Radio broadcaster shot dead in south Philippines (AP)

MANILA, Philippines ? Gunmen fatally shot a radio broadcaster as he drove his car with his wife and son in what an advocacy group said Friday was the 150th journalist slain in the Philippines since democracy was restored in 1986.

Police said they did not yet know the motive for the attack late Thursday in southern General Santos city on Christopher Guarin, 42, a broadcast journalist on Radio Mindanao Network and a publisher of a small local tabloid.

He read a text message on air this week in which the sender warns Guarin he would be killed, but his co-anchor said Guarin found the text puzzling and did not know of any enemies.

Guarin managed to flee his vehicle when gunmen on a motorcycle opened fire, but the assailants chased him down and shot him repeatedly at close range before escaping, regional police chief Benjardi Matele said.

His wife, who was slightly injured in the attack, said in a radio interview that her husband had received death threats.

Guarin's 12-year-old son was not injured but was traumatized, said Supt. Resty Damaso, a regional police spokesman.

Police planned to question Guarin's wife on the nature of the death threats against him, Damaso said.

Fred Solinap, Guarin's co-anchor in their program on herbal medicine, said Guarin was puzzled by a text message he got during their radio broadcast on Tuesday. The message, which Guarin read on air, warned him in the local dialect not go out or he will be killed.

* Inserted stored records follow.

use crate::domain::account::{Amount, UserId};
use crate::domain::order_number::OrderNumber;
use chrono::{DateTime, Utc};
use serde::{Deserialize, Serialize};
use std::fmt;

/// Lifecycle of an uploaded order.
///
/// `New -> Registered -> Processing -> {Invalid | Processed}`. Steps may be
/// skipped but never taken backwards, and the two terminal states are final.
#[derive(Debug, Serialize, Deserialize, PartialEq, Eq, Clone, Copy, Hash)]
#[serde(rename_all = "UPPERCASE")]
pub enum OrderStatus {
    New,
    Registered,
    Processing,
    Invalid,
    Processed,
}

impl OrderStatus {
    fn rank(self) -> u8 {
        match self {
            OrderStatus::New => 0,
            OrderStatus::Registered => 1,
            OrderStatus::Processing => 2,
            OrderStatus::Invalid | OrderStatus::Processed => 3,
        }
    }

    pub fn is_terminal(self) -> bool {
        matches!(self, OrderStatus::Invalid | OrderStatus::Processed)
    }

    /// Whether moving from `self` to `next` is a forward step.
    pub fn can_advance_to(self, next: OrderStatus) -> bool {
        !self.is_terminal() && next.rank() > self.rank()
    }
}

impl fmt::Display for OrderStatus {
    fn fmt(&self, f: &mut fmt::Formatter<'_>) -> fmt::Result {
        let s = match self {
            OrderStatus::New => "NEW",
            OrderStatus::Registered => "REGISTERED",
            OrderStatus::Processing => "PROCESSING",
            OrderStatus::Invalid => "INVALID",
            OrderStatus::Processed => "PROCESSED",
        };
        f.write_str(s)
    }
}

/// An uploaded order and its accrual.
#[derive(Debug, Serialize, Deserialize, PartialEq, Clone)]
pub struct Order {
    pub user: UserId,
    pub number: OrderNumber,
    pub status: OrderStatus,
    /// Zero until the order is processed, then fixed.
    pub accrual: Amount,
    pub uploaded_at: DateTime<Utc>,
}

impl Order {
    pub fn new(user: UserId, number: OrderNumber, uploaded_at: DateTime<Utc>) -> Self {
        Self {
            user,
            number,
            status: OrderStatus::New,
            accrual: Amount::ZERO,
            uploaded_at,
        }
    }

    /// Applies a non-crediting status change. Returns whether anything changed.
    pub fn advance(&mut self, next: OrderStatus) -> bool {
        if next == OrderStatus::Processed || !self.status.can_advance_to(next) {
            return false;
        }
        self.status = next;
        true
    }

    /// Marks the order processed with its accrual. Returns whether anything
    /// changed; a terminal order is left untouched.
    pub fn complete(&mut self, accrual: Amount) -> bool {
        if !self.status.can_advance_to(OrderStatus::Processed) {
            return false;
        }
        self.status = OrderStatus::Processed;
        self.accrual = accrual;
        true
    }
}

/// Result of asking a ledger to move an order forward.
#[derive(Debug, Clone, Copy, PartialEq, Eq)]
pub enum StatusChange {
    Applied,
    /// The order was already at or past the requested state.
    Unchanged,
}

/// Result of inserting a new order.
#[derive(Debug, Clone, PartialEq)]
pub enum InsertOutcome {
    Inserted,
    /// The number is taken; carries the row that holds it.
    Exists(Order),
}
use crate::domain::order_number::OrderNumber;
use crate::error::{LoyaltyError, Result};
use chrono::{DateTime, Utc};
use rust_decimal::{Decimal, RoundingStrategy};
use rust_decimal::prelude::ToPrimitive;
use serde::{Deserialize, Serialize};
use std::fmt;

pub type UserId = i64;

/// Number of minor units in one currency unit.
const MINOR_UNITS: i64 = 100;

/// A non-negative monetary value in minor units (cents).
///
/// The accrual service and the CLI speak decimal currency units; they are
/// converted once at the edge with [`Amount::from_currency`] so arithmetic on
/// balances stays exact.
#[derive(
    Debug, Clone, Copy, PartialEq, Eq, PartialOrd, Ord, Hash, Default, Serialize, Deserialize,
)]
#[serde(try_from = "i64", into = "i64")]
pub struct Amount(i64);

impl Amount {
    pub const ZERO: Self = Self(0);

    pub fn from_minor(minor: i64) -> Result<Self> {
        if minor >= 0 {
            Ok(Self(minor))
        } else {
            Err(LoyaltyError::ValidationError(
                "Amount must not be negative".to_string(),
            ))
        }
    }

    /// Converts a currency-unit decimal into minor units, rounding half away
    /// from zero to the nearest cent.
    pub fn from_currency(value: Decimal) -> Result<Self> {
        if value.is_sign_negative() && !value.is_zero() {
            return Err(LoyaltyError::ValidationError(
                "Amount must not be negative".to_string(),
            ));
        }
        let scaled = value
            .checked_mul(Decimal::from(MINOR_UNITS))
            .map(|v| v.round_dp_with_strategy(0, RoundingStrategy::MidpointAwayFromZero))
            .and_then(|v| v.to_i64())
            .ok_or_else(|| {
                LoyaltyError::ValidationError(format!("Amount {} is out of range", value))
            })?;
        Self::from_minor(scaled)
    }

    pub fn minor(&self) -> i64 {
        self.0
    }

    pub fn to_currency(&self) -> Decimal {
        Decimal::new(self.0, 2)
    }

    pub fn is_zero(&self) -> bool {
        self.0 == 0
    }

    pub fn checked_add(self, rhs: Self) -> Option<Self> {
        self.0.checked_add(rhs.0).map(Self)
    }

    pub fn checked_sub(self, rhs: Self) -> Option<Self> {
        self.0.checked_sub(rhs.0).filter(|v| *v >= 0).map(Self)
    }
}

impl TryFrom<i64> for Amount {
    type Error = LoyaltyError;

    fn try_from(minor: i64) -> Result<Self> {
        Self::from_minor(minor)
    }
}

impl From<Amount> for i64 {
    fn from(amount: Amount) -> Self {
        amount.0
    }
}

impl fmt::Display for Amount {
    fn fmt(&self, f: &mut fmt::Formatter<'_>) -> fmt::Result {
        write!(f, "{}", self.to_currency())
    }
}

/// A user's loyalty balance.
///
/// `current` is what can still be spent, `withdrawn` is the running total of
/// everything spent so far. Neither can go below zero.
#[derive(Debug, Serialize, Deserialize, PartialEq, Clone)]
pub struct UserBalance {
    pub user: UserId,
    pub current: Amount,
    pub withdrawn: Amount,
}

impl UserBalance {
    pub fn new(user: UserId) -> Self {
        Self {
            user,
            current: Amount::ZERO,
            withdrawn: Amount::ZERO,
        }
    }

    /// Adds an accrual to the spendable balance.
    pub fn credit(&mut self, amount: Amount) -> Result<()> {
        self.current = self.current.checked_add(amount).ok_or_else(|| {
            LoyaltyError::storage(format!("balance overflow for user {}", self.user))
        })?;
        Ok(())
    }

    /// Moves `amount` from current to withdrawn if current covers it.
    pub fn debit(&mut self, amount: Amount) -> Result<()> {
        let current = self
            .current
            .checked_sub(amount)
            .ok_or(LoyaltyError::InsufficientFunds)?;
        let withdrawn = self.withdrawn.checked_add(amount).ok_or_else(|| {
            LoyaltyError::storage(format!("withdrawn overflow for user {}", self.user))
        })?;
        self.current = current;
        self.withdrawn = withdrawn;
        Ok(())
    }
}

/// A spend of loyalty points against an order.
#[derive(Debug, Serialize, Deserialize, PartialEq, Clone)]
pub struct Withdrawal {
    pub user: UserId,
    pub order: OrderNumber,
    pub sum: Amount,
    pub processed_at: DateTime<Utc>,
}
//! Application layer orchestrating the loyalty workflows.
//!
//! [`engine::LoyaltyEngine`] is the entry point. It owns the background
//! [`worker::AccrualWorker`], which takes order numbers from a bounded `tokio`
//! channel, and hands out the [`intake::OrderIntake`] and
//! [`withdrawal::WithdrawalService`] that front the shared ledger.

pub mod engine;
pub mod intake;
pub mod withdrawal;
pub mod worker;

He said Guarin was not aware of any enemies. But he lost a city council race in the 2010 election and was a hard-hitting commentator on another radio station years ago.

Guarin published the Tatak News tabloid, where columnists sometimes criticize mining companies, police, drug traffickers and local officials, though he did not write himself.

The National Union of Journalists of the Philippines said Guarin's death was the 150th slaying of a journalist since 1986, and the Brussels-based International Federation of Journalists (IFJ) condemned killing.

The IFJ called on President Benigno Aquino III to honour his pre-election commitment to defend press freedom in the Philippines by seeing that all media workers' murders are investigated and punished quickly.

Aquino's spokesman Edwin Lacierda also condemned the killing. He said police have identified leads that will hopefully lead to apprehension of the suspects.